NEW DELHI — Pakistan now has more nuclear warheads than India but it is China which continues to modernize its nuclear weapon delivery systems and is slowly increasing the size of its nuclear arsenal, says the latest report of the Stockholm International Peace Research Institute (SIPRI).
The report, released by the premier institute on Monday, said Pakistan now has 140-150 nuclear warheads as compared to 130-140 of India. China possesses some 280 nuclear warheads.
The report said India and Pakistan were both expanding their nuclear weapon stockpiles as well as developing new land, sea and air-based missile delivery systems. China continued to modernize its nuclear weapon delivery systems and was slowly increasing the size of its nuclear arsenal.
At the start of 2018 nine states—the United States, Russia, the United Kingdom, France, China, India, Pakistan, Israel and North Korea—possessed about 14,465 nuclear weapons. This marked a decrease from the nearly 14,935 nuclear weapons that SIPRI estimated these states possessed at the beginning of 2017.
The decrease in the overall number of nuclear weapons in the world was due mainly to Russia and the US—which together still account for nearly 92 per cent of all nuclear weapons—further reducing their strategic nuclear forces pursuant to the implementation of the 2010 Treaty on Measures for the Further Reduction and Limitation of Strategic Offensive Arms (New START).
Despite making limited reductions to their nuclear forces, both Russia and the US have long-term programs underway to replace and modernize their nuclear warheads, missile and aircraft delivery systems, and nuclear weapon production facilities, the report added.

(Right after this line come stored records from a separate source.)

impl WorkerJob {
    async fn run(self) {
        let outcome = self.search().await;
        let inner = &self.inner;
        let id = &self.session_id;

        match outcome {
            SearchOutcome::Solved(header) => {
                let broadcast = inner.registry.update_active_run(id, self.run, |session| {
                    session.header.nonce = header.nonce;
                    session.finish(SessionState::Completed);
                    let broadcast = inner.broadcaster.is_some() && inner.policy.applies_to(&session.origin);
                    session.broadcast = if broadcast {
                        BroadcastStatus::Pending
                    } else {
                        BroadcastStatus::Skipped
                    };
                    broadcast
                });

                match broadcast {
                    Some(true) => {
                        info!(session_id = %id, nonce = header.nonce, "Solution found; broadcasting");
                        self.broadcast(&header).await;
                    }
                    Some(false) => {
                        info!(session_id = %id, nonce = header.nonce, "Solution found; broadcast skipped");
                    }
                    None => {
                        warn!(session_id = %id, nonce = header.nonce, "Solution arrived after the session left Mining; dropped");
                    }
                }
            }
            SearchOutcome::Stopped { header, reason } => {
                let committed = inner.registry.update_active_run(id, self.run, |session| {
                    session.header.nonce = header.nonce;
                    session.failure = Some(reason.clone());
                    session.finish(SessionState::Failed);
                });

                if committed.is_some() {
                    warn!(session_id = %id, nonce = header.nonce, "Mining stopped without a solution: {}", reason);
                } else {
                    debug!(session_id = %id, "Worker stopped after the session left Mining");
                }
            }
        }
    }

    async fn search(&self) -> SearchOutcome {
        let registry_inner = Arc::clone(&self.inner);
        let progress_id = self.session_id.clone();
        let run = self.run;
        let sink: ProgressSink = Arc::new(move |nonce| {
            registry_inner
                .registry
                .update_active_run(&progress_id, run, |session| session.header.nonce = nonce);
        });
        let control = SearchControl::new(self.cancel.clone()).with_progress(sink);

        let engine = Arc::clone(&self.inner.engine);
        let engine_name = engine.name();
        let mut header = self.header;
        let target = self.target;
        let time_limit = self.time_limit;

        let joined = tokio::task::spawn_blocking(move || {
            let result = engine.search(&mut header, &target, time_limit, &control);
            (result, header)
        })
        .await;

        match joined {
            Ok((Ok(true), header)) => SearchOutcome::Solved(header),
            Ok((Ok(false), header)) => {
                let reason = if self.cancel.is_cancelled() {
                    "search cancelled"
                } else if header.nonce == u32::MAX {
                    "nonce space exhausted"
                } else if time_limit.is_some() {
                    "time limit reached"
                } else {
                    "engine gave up"
                };
                SearchOutcome::Stopped {
                    header,
                    reason: reason.to_string(),
                }
            }
            Ok((Err(e), header)) => {
                error!(session_id = %self.session_id, engine = engine_name, "Search engine failed: {}", e);
                SearchOutcome::Stopped {
                    header,
                    reason: e.to_string(),
                }
            }
            Err(join_error) => {
                let reason = if join_error.is_panic() {
                    format!("search engine {} panicked", engine_name)
                } else {
                    "search task was cancelled".to_string()
                };
                error!(session_id = %self.session_id, "{}", reason);
                let header = self
                    .inner
                    .registry
                    .with_session(&self.session_id, |session| session.header)
                    .unwrap_or(self.header);
                SearchOutcome::Stopped { header, reason }
            }
        }
    }

    async fn broadcast(&self, header: &PuzzleHeader) {
        let Some(broadcaster) = self.inner.broadcaster.as_ref() else {
            return;
        };
        let outcome = broadcaster.broadcast(&codec::encode_hex(header)).await;
        self.inner
            .registry
            .set_broadcast(&self.session_id, BroadcastStatus::from(outcome));
    }
}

It noted that the US’s most recent Nuclear Posture Review (NPR), published in February 2018, reaffirmed the modernization programs and approved the development of new nuclear weapons. The NPR also emphasized expanding nuclear options to deter and, if necessary, defeat both nuclear and ‘non-nuclear strategic attacks’.
“The renewed focus on the strategic importance of nuclear deterrence and capacity is a very worrying trend,’’ according to Ambassador Jan Eliasson, Chair of the SIPRI Governing Board. The world needs a clear commitment from the nuclear weapon states to an effective, legally binding process towards nuclear disarmament, it said.
The report said that in 2017 North Korea continued to make technical progress in developing its nuclear weapon capabilities, including the test of—what was claimed to be—a thermonuclear weapon, in September. “North Korea also demonstrated unexpected rapid progress in the testing of two new types of long-range ballistic missile delivery systems.”